1719. November 17, the Cobbs Hill Methodist Chapel in Warwick Parish, Bermuda, was built by slaves at night

1720. Of the 17 boats in Antigua, 9 were from Bermuda.

1721. Robert Dinwiddie commenced his role as a colonial administrator with his appointment in Bermuda (see 1751). A graduate of the University of Glasgow and with his parents successful merchants in Glasgow he became the Collector of Customs, a post he held for 16 years. Later, he was the Governor of Virginia.

1721. The third Government House was started, yet again in St. George's, on the site largely occupied now by the Unfinished Church.

1721. The Silver Oar, brought to Bermuda in 1701 by Governor Bennett as the emblem of Admiralty jurisdiction, and initiated by him as the custom of placing it before himself at meetings of the Governor’s Council, was purchased by the Bermuda Government.

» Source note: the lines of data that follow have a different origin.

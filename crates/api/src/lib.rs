// Chess Players API Library
// Decision: Shared library for binaries (API server, seed, generate-secret) and integration tests

// API routes and types (shared for OpenAPI generation)
pub mod api;

// Router assembly
pub mod app;

// Authentication module
pub mod auth;

// Environment configuration
pub mod config;

// Services layer
pub mod services;
pub use services::{CategoryService, PlayerService};

// Storage layer
pub mod storage;

// OpenAPI spec generation
pub mod openapi;
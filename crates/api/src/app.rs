// Router assembly shared by the server binary and integration tests
// Decision: Everything under /api passes the bearer-token guard, everything else is public

use axum::http::{header, HeaderValue, Method};
use axum::{extract::State, routing::get, Json, Router};
use serde::{Deserialize, Serialize};
use std::sync::Arc;
use tower_http::cors::{AllowOrigin, CorsLayer};
use tower_http::trace::TraceLayer;
use utoipa::OpenApi;

use crate::api;
use crate::auth::{self, AuthState};
use crate::openapi::ApiDoc;
use crate::storage::StorageBackend;

/// Prefix of the guarded route tree
pub const PROTECTED_PREFIX: &str = "/api";

#[derive(Debug, Serialize, Deserialize)]
pub struct HealthResponse {
    pub status: String,
    pub version: String,
    pub storage: String,
}

/// State for health endpoint
#[derive(Clone)]
struct HealthState {
    storage: &'static str,
}

async fn health(State(state): State<HealthState>) -> Json<HealthResponse> {
    Json(HealthResponse {
        status: "ok".to_string(),
        version: env!("CARGO_PKG_VERSION").to_string(),
        storage: state.storage.to_string(),
    })
}

async fn openapi_json() -> Json<utoipa::openapi::OpenApi> {
    Json(ApiDoc::openapi())
}

fn cors_layer(origins: Vec<HeaderValue>) -> CorsLayer {
    CorsLayer::new()
        .allow_origin(AllowOrigin::list(origins))
        .allow_methods([
            Method::GET,
            Method::POST,
            Method::PUT,
            Method::DELETE,
            Method::OPTIONS,
        ])
        .allow_headers([header::CONTENT_TYPE, header::AUTHORIZATION, header::ACCEPT])
}

/// Build the complete application router
pub fn build_router(
    db: Arc<StorageBackend>,
    auth_state: AuthState,
    cors_origins: Vec<HeaderValue>,
) -> Router {
    let health_state = HealthState {
        storage: db.kind(),
    };

    let app = Router::new()
        .route("/health", get(health).with_state(health_state))
        .route("/api-doc/openapi.json", get(openapi_json))
        .merge(auth::routes::routes(auth_state.clone()))
        .merge(api::players::routes(api::players::AppState::new(db.clone())))
        .merge(api::categories::routes(api::categories::AppState::new(db)))
        .nest(PROTECTED_PREFIX, api::protected::routes(auth_state));

    // Add CORS layer only if origins are configured
    let app = if cors_origins.is_empty() {
        app
    } else {
        app.layer(cors_layer(cors_origins))
    };

    app.layer(TraceLayer::new_for_http())
}
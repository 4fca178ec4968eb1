// Authentication middleware and extractors
// Decision: Only `Authorization: Bearer <token>` is accepted, no cookies or query tokens
// Decision: The guard is a pure gate, it never touches storage

use axum::{
    extract::{FromRequestParts, Request, State},
    http::{header, request::Parts, HeaderMap},
    middleware::Next,
    response::Response,
};
use chessplayers_core::UserId;
use std::sync::Arc;

use super::{
    config::AuthConfig,
    error::AuthError,
    jwt::TokenCodec,
    password::PasswordHasher,
};
use crate::storage::StorageBackend;

/// Verified identity attached to a request by the guard
#[derive(Debug, Clone, Copy, PartialEq, Eq)]
pub struct AuthContext {
    /// User ID from the token subject
    pub subject: UserId,
}

/// Auth state shared across routes
#[derive(Clone)]
pub struct AuthState {
    pub codec: Arc<TokenCodec>,
    pub hasher: PasswordHasher,
    pub db: Arc<StorageBackend>,
    /// Digest verified against when signin finds no user, so both failures cost the same
    pub(crate) dummy_hash: Arc<str>,
}

impl AuthState {
    pub fn new(config: &AuthConfig, db: Arc<StorageBackend>) -> anyhow::Result<Self> {
        let hasher = PasswordHasher::new(config.hash_work_factor)?;
        Self::with_hasher(config, hasher, db)
    }

    /// State with an explicit hasher (lower costs in tests and seeding)
    pub fn with_hasher(
        config: &AuthConfig,
        hasher: PasswordHasher,
        db: Arc<StorageBackend>,
    ) -> anyhow::Result<Self> {
        let codec = Arc::new(TokenCodec::new(&config.jwt)?);
        let dummy_hash = hasher.hash("chessplayers-timing-equalizer")?;

        Ok(Self {
            codec,
            hasher,
            db,
            dummy_hash: dummy_hash.into(),
        })
    }
}

/// Pull the token out of `Authorization: Bearer <token>`.
///
/// The scheme is matched case-insensitively. Anything else, including an
/// empty token, counts as no token at all.
pub fn extract_bearer(headers: &HeaderMap) -> Result<&str, AuthError> {
    let value = headers
        .get(header::AUTHORIZATION)
        .ok_or(AuthError::MissingToken)?
        .to_str()
        .map_err(|_| AuthError::MissingToken)?;

    let (scheme, token) = value.trim().split_once(' ').ok_or(AuthError::MissingToken)?;
    if !scheme.eq_ignore_ascii_case("bearer") {
        return Err(AuthError::MissingToken);
    }

    let token = token.trim();
    if token.is_empty() {
        return Err(AuthError::MissingToken);
    }

    Ok(token)
}

/// Extract and verify the bearer token from request headers
pub fn authorize(codec: &TokenCodec, headers: &HeaderMap) -> Result<AuthContext, AuthError> {
    let token = extract_bearer(headers)?;
    let claims = codec.verify(token).map_err(|e| {
        tracing::debug!(reason = %e, "Token verification failed");
        AuthError::Unauthorized(e)
    })?;

    Ok(AuthContext {
        subject: claims.subject,
    })
}

/// Guard for protected routes.
///
/// Rejected requests never reach the inner handler.
pub async fn require_auth(
    State(state): State<AuthState>,
    mut request: Request,
    next: Next,
) -> Result<Response, AuthError> {
    let context = authorize(&state.codec, request.headers())?;
    tracing::debug!(subject = context.subject, "Request authenticated");

    request.extensions_mut().insert(context);
    Ok(next.run(request).await)
}

/// Extractor for the authenticated subject set by `require_auth`.
/// Returns 401 on routes the guard does not cover.
#[axum::async_trait]
impl<S> FromRequestParts<S> for AuthContext
where
    S: Send + Sync,
{
    type Rejection = AuthError;

    async fn from_request_parts(parts: &mut Parts, _state: &S) -> Result<Self, Self::Rejection> {
        parts
            .extensions
            .get::<AuthContext>()
            .copied()
            .ok_or(AuthError::MissingToken)
    }
}

#[cfg(test)]
mod tests {
    use super::*;
    use crate::auth::jwt::TokenError;
    use axum::{
        body::Body,
        http::{HeaderValue, StatusCode},
        middleware::from_fn_with_state,
        routing::get,
        Router,
    };
    use std::sync::atomic::{AtomicUsize, Ordering};
    use tower::ServiceExt;

    fn test_state() -> AuthState {
        let config = AuthConfig::with_secret("middleware-test-secret");
        let hasher = PasswordHasher::with_memory_cost(1, 1024).unwrap();
        AuthState::with_hasher(&config, hasher, Arc::new(StorageBackend::in_memory())).unwrap()
    }

    fn headers(value: &str) -> HeaderMap {
        let mut headers = HeaderMap::new();
        headers.insert(header::AUTHORIZATION, HeaderValue::from_str(value).unwrap());
        headers
    }

    #[test]
    fn test_extract_bearer() {
        assert_eq!(extract_bearer(&headers("Bearer abc.def.ghi")).unwrap(), "abc.def.ghi");
        assert_eq!(extract_bearer(&headers("bearer abc")).unwrap(), "abc");
        assert_eq!(extract_bearer(&headers("BEARER  abc ")).unwrap(), "abc");
    }

    #[test]
    fn test_extract_bearer_rejects_other_shapes() {
        assert!(matches!(
            extract_bearer(&HeaderMap::new()),
            Err(AuthError::MissingToken)
        ));
        for value in ["", "Bearer", "Bearer ", "Basic dXNlcjpwYXNz", "Token abc", "abc"] {
            assert!(
                matches!(extract_bearer(&headers(value)), Err(AuthError::MissingToken)),
                "{:?}",
                value
            );
        }
    }

    #[test]
    fn test_authorize() {
        let state = test_state();
        let token = state.codec.issue(5).unwrap();

        let context = authorize(&state.codec, &headers(&format!("Bearer {}", token))).unwrap();
        assert_eq!(context.subject, 5);

        assert!(matches!(
            authorize(&state.codec, &headers("Bearer garbage")),
            Err(AuthError::Unauthorized(TokenError::MalformedToken))
        ));
    }

    fn guarded(state: AuthState, hits: Arc<AtomicUsize>) -> Router {
        Router::new()
            .route(
                "/whoami",
                get(move |context: AuthContext| {
                    let hits = hits.clone();
                    async move {
                        hits.fetch_add(1, Ordering::SeqCst);
                        context.subject.to_string()
                    }
                }),
            )
            .layer(from_fn_with_state(state, require_auth))
    }

    fn request(authorization: Option<&str>) -> Request {
        let mut builder = axum::http::Request::builder().uri("/whoami");
        if let Some(value) = authorization {
            builder = builder.header(header::AUTHORIZATION, value);
        }
        builder.body(Body::empty()).unwrap()
    }

    #[tokio::test]
    async fn test_guard_short_circuits_rejections() {
        let state = test_state();
        let hits = Arc::new(AtomicUsize::new(0));
        let app = guarded(state, hits.clone());

        for authorization in [None, Some("Bearer garbage"), Some("Basic abc")] {
            let response = app.clone().oneshot(request(authorization)).await.unwrap();
            assert_eq!(response.status(), StatusCode::UNAUTHORIZED);
        }

        assert_eq!(hits.load(Ordering::SeqCst), 0);
    }

    #[tokio::test]
    async fn test_guard_attaches_subject() {
        let state = test_state();
        let token = state.codec.issue(77).unwrap();
        let hits = Arc::new(AtomicUsize::new(0));
        let app = guarded(state, hits.clone());

        let response = app
            .oneshot(request(Some(&format!("Bearer {}", token))))
            .await
            .unwrap();
        assert_eq!(response.status(), StatusCode::OK);
        assert_eq!(hits.load(Ordering::SeqCst), 1);
    }

    #[tokio::test]
    async fn test_extractor_without_guard_is_unauthorized() {
        let app: Router = Router::new().route(
            "/whoami",
            get(|context: AuthContext| async move { context.subject.to_string() }),
        );

        let response = app.oneshot(request(None)).await.unwrap();
        assert_eq!(response.status(), StatusCode::UNAUTHORIZED);
    }
}
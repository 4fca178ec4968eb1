// Repository layer for PostgreSQL
//
// Every query is parameterized; no string interpolation of request data.

use anyhow::Result;
use sqlx::postgres::PgPoolOptions;
use sqlx::PgPool;
use std::time::Duration;

use super::error::StorageError;
use super::models::*;

const PLAYER_COLUMNS: &str = r#"
    p.id, p.name, p.rating, p.worldchampion, p.country, p.image, p.category_id,
    c.category
"#;

#[derive(Clone)]
pub struct Database {
    pool: PgPool,
}

impl Database {
    /// Create database connection from URL and apply pending migrations
    pub async fn from_url(database_url: &str) -> Result<Self> {
        let pool = PgPoolOptions::new()
            .max_connections(10)
            .acquire_timeout(Duration::from_secs(5))
            .connect(database_url)
            .await?;
        sqlx::migrate!("./migrations").run(&pool).await?;
        Ok(Self { pool })
    }

    // ============================================
    // Users
    // ============================================

    /// Insert a user. A taken email surfaces as `StorageError::DuplicateEmail`
    /// straight from the unique constraint, so concurrent signups cannot both win.
    pub async fn create_user(&self, input: CreateUserRow) -> Result<UserRow, StorageError> {
        let row = sqlx::query_as::<_, UserRow>(
            r#"
            INSERT INTO users (email, password_hash)
            VALUES ($1, $2)
            RETURNING id, email, password_hash, created_at
            "#,
        )
        .bind(&input.email)
        .bind(&input.password_hash)
        .fetch_one(&self.pool)
        .await?;

        Ok(row)
    }

    pub async fn get_user_by_email(&self, email: &str) -> Result<Option<UserRow>, StorageError> {
        let row = sqlx::query_as::<_, UserRow>(
            r#"
            SELECT id, email, password_hash, created_at
            FROM users
            WHERE email = $1
            "#,
        )
        .bind(email)
        .fetch_optional(&self.pool)
        .await?;

        Ok(row)
    }

    pub async fn get_user(&self, id: i64) -> Result<Option<UserRow>, StorageError> {
        let row = sqlx::query_as::<_, UserRow>(
            r#"
            SELECT id, email, password_hash, created_at
            FROM users
            WHERE id = $1
            "#,
        )
        .bind(id)
        .fetch_optional(&self.pool)
        .await?;

        Ok(row)
    }

    // ============================================
    // Categories
    // ============================================

    pub async fn create_category(&self, input: CreateCategoryRow) -> Result<CategoryRow> {
        let row = sqlx::query_as::<_, CategoryRow>(
            r#"
            INSERT INTO categories (category)
            VALUES ($1)
            RETURNING id, category
            "#,
        )
        .bind(&input.category)
        .fetch_one(&self.pool)
        .await?;

        Ok(row)
    }

    pub async fn get_category(&self, id: i64) -> Result<Option<CategoryRow>> {
        let row = sqlx::query_as::<_, CategoryRow>(
            "SELECT id, category FROM categories WHERE id = $1",
        )
        .bind(id)
        .fetch_optional(&self.pool)
        .await?;

        Ok(row)
    }

    pub async fn get_category_by_name(&self, category: &str) -> Result<Option<CategoryRow>> {
        let row = sqlx::query_as::<_, CategoryRow>(
            "SELECT id, category FROM categories WHERE category = $1 ORDER BY id LIMIT 1",
        )
        .bind(category)
        .fetch_optional(&self.pool)
        .await?;

        Ok(row)
    }

    pub async fn list_categories(&self) -> Result<Vec<CategoryRow>> {
        let rows =
            sqlx::query_as::<_, CategoryRow>("SELECT id, category FROM categories ORDER BY id")
                .fetch_all(&self.pool)
                .await?;

        Ok(rows)
    }

    // ============================================
    // Chess players
    // ============================================

    pub async fn create_player(&self, input: CreatePlayerRow) -> Result<PlayerRow> {
        let row = sqlx::query_as::<_, PlayerRow>(&format!(
            r#"
            WITH p AS (
                INSERT INTO chessplayers (name, rating, worldchampion, country, image, category_id)
                VALUES ($1, $2, $3, $4, $5, $6)
                RETURNING *
            )
            SELECT {PLAYER_COLUMNS}
            FROM p
            LEFT JOIN categories c ON c.id = p.category_id
            "#
        ))
        .bind(&input.name)
        .bind(input.rating)
        .bind(input.worldchampion)
        .bind(&input.country)
        .bind(&input.image)
        .bind(input.category_id)
        .fetch_one(&self.pool)
        .await?;

        Ok(row)
    }

    pub async fn get_player(&self, id: i64) -> Result<Option<PlayerRow>> {
        let row = sqlx::query_as::<_, PlayerRow>(&format!(
            r#"
            SELECT {PLAYER_COLUMNS}
            FROM chessplayers p
            LEFT JOIN categories c ON c.id = p.category_id
            WHERE p.id = $1
            "#
        ))
        .bind(id)
        .fetch_optional(&self.pool)
        .await?;

        Ok(row)
    }

    pub async fn list_players(&self) -> Result<Vec<PlayerRow>> {
        let rows = sqlx::query_as::<_, PlayerRow>(&format!(
            r#"
            SELECT {PLAYER_COLUMNS}
            FROM chessplayers p
            LEFT JOIN categories c ON c.id = p.category_id
            ORDER BY p.id DESC
            "#
        ))
        .fetch_all(&self.pool)
        .await?;

        Ok(rows)
    }

    pub async fn update_player(&self, id: i64, input: UpdatePlayerRow) -> Result<Option<PlayerRow>> {
        let row = sqlx::query_as::<_, PlayerRow>(&format!(
            r#"
            WITH p AS (
                UPDATE chessplayers
                SET
                    name = $2,
                    rating = $3,
                    worldchampion = $4,
                    country = $5,
                    image = COALESCE($6, image),
                    category_id = COALESCE($7, category_id)
                WHERE id = $1
                RETURNING *
            )
            SELECT {PLAYER_COLUMNS}
            FROM p
            LEFT JOIN categories c ON c.id = p.category_id
            "#
        ))
        .bind(id)
        .bind(&input.name)
        .bind(input.rating)
        .bind(input.worldchampion)
        .bind(&input.country)
        .bind(&input.image)
        .bind(input.category_id)
        .fetch_optional(&self.pool)
        .await?;

        Ok(row)
    }

    /// Delete a player, returning the row as it was
    pub async fn delete_player(&self, id: i64) -> Result<Option<PlayerRow>> {
        let row = sqlx::query_as::<_, PlayerRow>(&format!(
            r#"
            WITH p AS (
                DELETE FROM chessplayers
                WHERE id = $1
                RETURNING *
            )
            SELECT {PLAYER_COLUMNS}
            FROM p
            LEFT JOIN categories c ON c.id = p.category_id
            "#
        ))
        .bind(id)
        .fetch_optional(&self.pool)
        .await?;

        Ok(row)
    }
}
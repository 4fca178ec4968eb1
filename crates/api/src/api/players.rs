// Chess player CRUD HTTP routes
// Decision: Public routes, no token required
// Decision: PUT replaces the four editable fields; image and category are kept unless given

use crate::storage::StorageBackend;
use axum::{
    extract::{rejection::JsonRejection, Path, State},
    http::StatusCode,
    routing::get,
    Json, Router,
};
use chessplayers_core::ChessPlayer;

use super::common::{ApiError, ErrorResponse, ListResponse};
use super::validation::validate_player;
use serde::Deserialize;
use std::sync::Arc;
use utoipa::ToSchema;

/// Request to create a chess player
#[derive(Debug, Clone, Deserialize, ToSchema)]
pub struct CreatePlayerRequest {
    #[schema(example = "Magnus Carlsen")]
    pub name: String,
    #[schema(example = 2847)]
    pub rating: i32,
    /// Whether the player has held the world championship title.
    #[serde(default)]
    pub worldchampion: bool,
    #[schema(example = "Norway")]
    pub country: String,
    /// Image file name or URL.
    #[serde(default)]
    #[schema(example = "magnus.jpeg")]
    pub image: Option<String>,
    /// Category to file the player under. Must exist.
    #[serde(default)]
    pub category_id: Option<i64>,
}

/// Request to replace a chess player's editable fields.
#[derive(Debug, Clone, Deserialize, ToSchema)]
pub struct UpdatePlayerRequest {
    pub name: String,
    pub rating: i32,
    #[serde(default)]
    pub worldchampion: bool,
    pub country: String,
    /// Kept unchanged when absent.
    #[serde(default)]
    pub image: Option<String>,
    /// Kept unchanged when absent.
    #[serde(default)]
    pub category_id: Option<i64>,
}

use crate::services::PlayerService;

/// App state for chess player routes
#[derive(Clone)]
pub struct AppState {
    pub service: Arc<PlayerService>,
}

impl AppState {
    pub fn new(db: Arc<StorageBackend>) -> Self {
        Self {
            service: Arc::new(PlayerService::new(db)),
        }
    }
}

/// Create chess player routes
pub fn routes(state: AppState) -> Router {
    Router::new()
        .route("/chessplayers", get(list_players).post(create_player))
        .route(
            "/chessplayers/:id",
            get(get_player).put(update_player).delete(delete_player),
        )
        .with_state(state)
}

fn body<T>(body: Result<Json<T>, JsonRejection>) -> Result<T, ApiError> {
    body.map(|Json(req)| req).map_err(|rejection| {
        tracing::debug!(error = %rejection, "Rejected request body");
        ErrorResponse::bad_request(rejection.body_text())
    })
}

async fn check_category(state: &AppState, category_id: Option<i64>) -> Result<(), ApiError> {
    let Some(category_id) = category_id else {
        return Ok(());
    };

    let exists = state
        .service
        .category_exists(category_id)
        .await
        .map_err(|e| {
            tracing::error!("Failed to look up category: {}", e);
            ErrorResponse::internal()
        })?;

    if exists {
        Ok(())
    } else {
        Err(ErrorResponse::bad_request(format!(
            "category {} does not exist",
            category_id
        )))
    }
}

/// POST /chessplayers - Create a chess player
#[utoipa::path(
    post,
    path = "/chessplayers",
    request_body = CreatePlayerRequest,
    responses(
        (status = 201, description = "Chess player created", body = ChessPlayer),
        (status = 400, description = "Invalid input", body = ErrorResponse),
        (status = 500, description = "Internal server error", body = ErrorResponse)
    ),
    tag = "chessplayers"
)]
pub async fn create_player(
    State(state): State<AppState>,
    req: Result<Json<CreatePlayerRequest>, JsonRejection>,
) -> Result<(StatusCode, Json<ChessPlayer>), ApiError> {
    let req = body(req)?;
    validate_player(&req.name, req.rating, &req.country, req.image.as_deref())?;
    check_category(&state, req.category_id).await?;

    let player = state.service.create(req).await.map_err(|e| {
        tracing::error!("Failed to create chess player: {}", e);
        ErrorResponse::internal()
    })?;

    Ok((StatusCode::CREATED, Json(player)))
}

/// GET /chessplayers - List chess players, newest first
#[utoipa::path(
    get,
    path = "/chessplayers",
    responses(
        (status = 200, description = "List of chess players", body = ListResponse<ChessPlayer>),
        (status = 500, description = "Internal server error", body = ErrorResponse)
    ),
    tag = "chessplayers"
)]
pub async fn list_players(
    State(state): State<AppState>,
) -> Result<Json<ListResponse<ChessPlayer>>, ApiError> {
    let players = state.service.list().await.map_err(|e| {
        tracing::error!("Failed to list chess players: {}", e);
        ErrorResponse::internal()
    })?;

    Ok(Json(ListResponse::new(players)))
}

/// GET /chessplayers/{id} - Get chess player by ID
#[utoipa::path(
    get,
    path = "/chessplayers/{id}",
    params(
        ("id" = i64, Path, description = "Chess player ID")
    ),
    responses(
        (status = 200, description = "Chess player found", body = ChessPlayer),
        (status = 404, description = "Chess player not found", body = ErrorResponse),
        (status = 500, description = "Internal server error", body = ErrorResponse)
    ),
    tag = "chessplayers"
)]
pub async fn get_player(
    State(state): State<AppState>,
    Path(id): Path<i64>,
) -> Result<Json<ChessPlayer>, ApiError> {
    let player = state
        .service
        .get(id)
        .await
        .map_err(|e| {
            tracing::error!("Failed to get chess player: {}", e);
            ErrorResponse::internal()
        })?
        .ok_or_else(|| ErrorResponse::not_found("Chess player"))?;

    Ok(Json(player))
}

/// PUT /chessplayers/{id} - Replace chess player fields
#[utoipa::path(
    put,
    path = "/chessplayers/{id}",
    params(
        ("id" = i64, Path, description = "Chess player ID")
    ),
    request_body = UpdatePlayerRequest,
    responses(
        (status = 200, description = "Chess player updated", body = ChessPlayer),
        (status = 400, description = "Invalid input", body = ErrorResponse),
        (status = 404, description = "Chess player not found", body = ErrorResponse),
        (status = 500, description = "Internal server error", body = ErrorResponse)
    ),
    tag = "chessplayers"
)]
pub async fn update_player(
    State(state): State<AppState>,
    Path(id): Path<i64>,
    req: Result<Json<UpdatePlayerRequest>, JsonRejection>,
) -> Result<Json<ChessPlayer>, ApiError> {
    let req = body(req)?;
    validate_player(&req.name, req.rating, &req.country, req.image.as_deref())?;
    check_category(&state, req.category_id).await?;

    let player = state
        .service
        .update(id, req)
        .await
        .map_err(|e| {
            tracing::error!("Failed to update chess player: {}", e);
            ErrorResponse::internal()
        })?
        .ok_or_else(|| ErrorResponse::not_found("Chess player"))?;

    Ok(Json(player))
}

/// DELETE /chessplayers/{id} - Delete chess player
#[utoipa::path(
    delete,
    path = "/chessplayers/{id}",
    params(
        ("id" = i64, Path, description = "Chess player ID")
    ),
    responses(
        (status = 200, description = "Chess player deleted", body = ChessPlayer),
        (status = 404, description = "Chess player not found", body = ErrorResponse),
        (status = 500, description = "Internal server error", body = ErrorResponse)
    ),
    tag = "chessplayers"
)]
pub async fn delete_player(
    State(state): State<AppState>,
    Path(id): Path<i64>,
) -> Result<Json<ChessPlayer>, ApiError> {
    let player = state
        .service
        .delete(id)
        .await
        .map_err(|e| {
            tracing::error!("Failed to delete chess player: {}", e);
            ErrorResponse::internal()
        })?
        .ok_or_else(|| ErrorResponse::not_found("Chess player"))?;

    Ok(Json(player))
}
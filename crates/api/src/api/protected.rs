// Routes behind the bearer-token guard, nested under /api

use axum::{extract::State, middleware::from_fn_with_state, routing::get, Json, Router};
use chessplayers_core::{User, UserId};
use serde::{Deserialize, Serialize};
use utoipa::ToSchema;

use crate::api::common::{ApiError, ErrorResponse};
use crate::auth::{require_auth, AuthContext, AuthError, AuthState};

/// Probe response echoing the authenticated subject
#[derive(Debug, Serialize, Deserialize, ToSchema)]
pub struct ProbeResponse {
    pub message: String,
    pub user_id: UserId,
}

/// Protected routes; every request passes `require_auth` first
pub fn routes(state: AuthState) -> Router {
    Router::new()
        .route("/test", get(probe))
        .route("/me", get(me))
        .fallback(not_found)
        .layer(from_fn_with_state(state.clone(), require_auth))
        .with_state(state)
}

/// Unknown paths under the prefix, reached only after the guard passed
async fn not_found() -> ApiError {
    ErrorResponse::not_found("Route")
}

/// GET /api/test - Echo the authenticated user id
#[utoipa::path(
    get,
    path = "/api/test",
    responses(
        (status = 200, description = "Authenticated", body = ProbeResponse),
        (status = 401, description = "Missing or invalid token", body = crate::api::ErrorResponse)
    ),
    security(("bearer" = [])),
    tag = "protected"
)]
pub async fn probe(context: AuthContext) -> Json<ProbeResponse> {
    Json(ProbeResponse {
        message: format!(
            "in this protected route, we get the user's id like so: {}",
            context.subject
        ),
        user_id: context.subject,
    })
}

/// GET /api/me - The authenticated user's account
#[utoipa::path(
    get,
    path = "/api/me",
    responses(
        (status = 200, description = "Current user", body = User),
        (status = 401, description = "Missing or invalid token, or user gone", body = crate::api::ErrorResponse)
    ),
    security(("bearer" = [])),
    tag = "protected"
)]
pub async fn me(
    State(state): State<AuthState>,
    context: AuthContext,
) -> Result<Json<User>, AuthError> {
    let user = state
        .db
        .get_user(context.subject)
        .await?
        .ok_or(AuthError::UnknownSubject(context.subject))?;

    Ok(Json(user.into()))
}
// Input validation for player and category APIs
//
// Hard limits, not configurable. Text fields are capped to keep rows small
// and ratings stay inside what the rating systems can actually produce.

use super::common::ErrorResponse;
use axum::http::StatusCode;
use axum::Json;

// =============================================================================
// Input Limits
// =============================================================================

/// Maximum size for any text field (name, country, image, category).
pub const MAX_TEXT_BYTES: usize = 2 * 1024; // 2 KB

/// Highest accepted rating. Above every rating ever recorded.
pub const MAX_RATING: i32 = 4000;

// =============================================================================
// Validation Functions
// =============================================================================

/// Validation error naming the offending field
#[derive(Debug, Clone, PartialEq, Eq)]
pub struct ValidationError(pub String);

impl From<ValidationError> for (StatusCode, Json<ErrorResponse>) {
    fn from(err: ValidationError) -> Self {
        (StatusCode::BAD_REQUEST, Json(ErrorResponse::new(err.0)))
    }
}

/// Required text: non-blank and within the size limit
pub fn validate_text(field: &str, value: &str) -> Result<(), ValidationError> {
    if value.trim().is_empty() {
        return Err(ValidationError(format!("{} is required", field)));
    }
    validate_optional_text(field, Some(value))
}

/// Optional text: only the size limit applies
pub fn validate_optional_text(field: &str, value: Option<&str>) -> Result<(), ValidationError> {
    if let Some(value) = value {
        if value.len() > MAX_TEXT_BYTES {
            tracing::warn!(
                "{} exceeds limit: {} bytes (max: {})",
                field,
                value.len(),
                MAX_TEXT_BYTES
            );
            return Err(ValidationError(format!(
                "{} exceeds {} bytes",
                field, MAX_TEXT_BYTES
            )));
        }
    }
    Ok(())
}

pub fn validate_rating(rating: i32) -> Result<(), ValidationError> {
    if !(0..=MAX_RATING).contains(&rating) {
        return Err(ValidationError(format!(
            "rating must be between 0 and {}",
            MAX_RATING
        )));
    }
    Ok(())
}

/// Validate the editable fields of a chess player
pub fn validate_player(
    name: &str,
    rating: i32,
    country: &str,
    image: Option<&str>,
) -> Result<(), ValidationError> {
    validate_text("name", name)?;
    validate_rating(rating)?;
    validate_text("country", country)?;
    validate_optional_text("image", image)?;
    Ok(())
}

pub fn validate_category(category: &str) -> Result<(), ValidationError> {
    validate_text("category", category)
}
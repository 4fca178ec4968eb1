// Authentication module
// Decision: Email/password accounts with stateless bearer tokens
//
// - password: Argon2id hashing with a configurable work factor
// - jwt: HS256 token issue/verify
// - routes: /auth/signup and /auth/signin
// - middleware: bearer-token guard for protected routes

pub mod config;
pub mod error;
pub mod jwt;
pub mod middleware;
pub mod password;
pub mod routes;

pub use config::{AuthConfig, ConfigError, JwtConfig};
pub use error::AuthError;
pub use jwt::{TokenClaims, TokenCodec, TokenError};
pub use middleware::{require_auth, AuthContext, AuthState};
pub use password::PasswordHasher;
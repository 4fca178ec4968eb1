// HTTP API routes
//
// This module contains all HTTP route handlers for the public API.
// Each resource submodule has its own AppState.

pub mod categories;
pub mod common;
pub mod players;
pub mod protected;
pub mod validation;

// Re-export common types
pub use common::{ErrorResponse, ListResponse};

1722. When Colonel John Bruce Hope became Governor, major work was done on Paget Fort (or Queen's Fort as it was sometimes called). It seems likely that the rocks on which the lower battery stood were undermined by the constant pounding of the waves, particularly in the winter. It took several years to complete the repairs on both Paget and nearby Smith's Forts, at great cost.

1724. Henry Rost, a German national, applied unsuccessfully to the Bermuda legislature for financial help in establishing a vineyard in Bermuda.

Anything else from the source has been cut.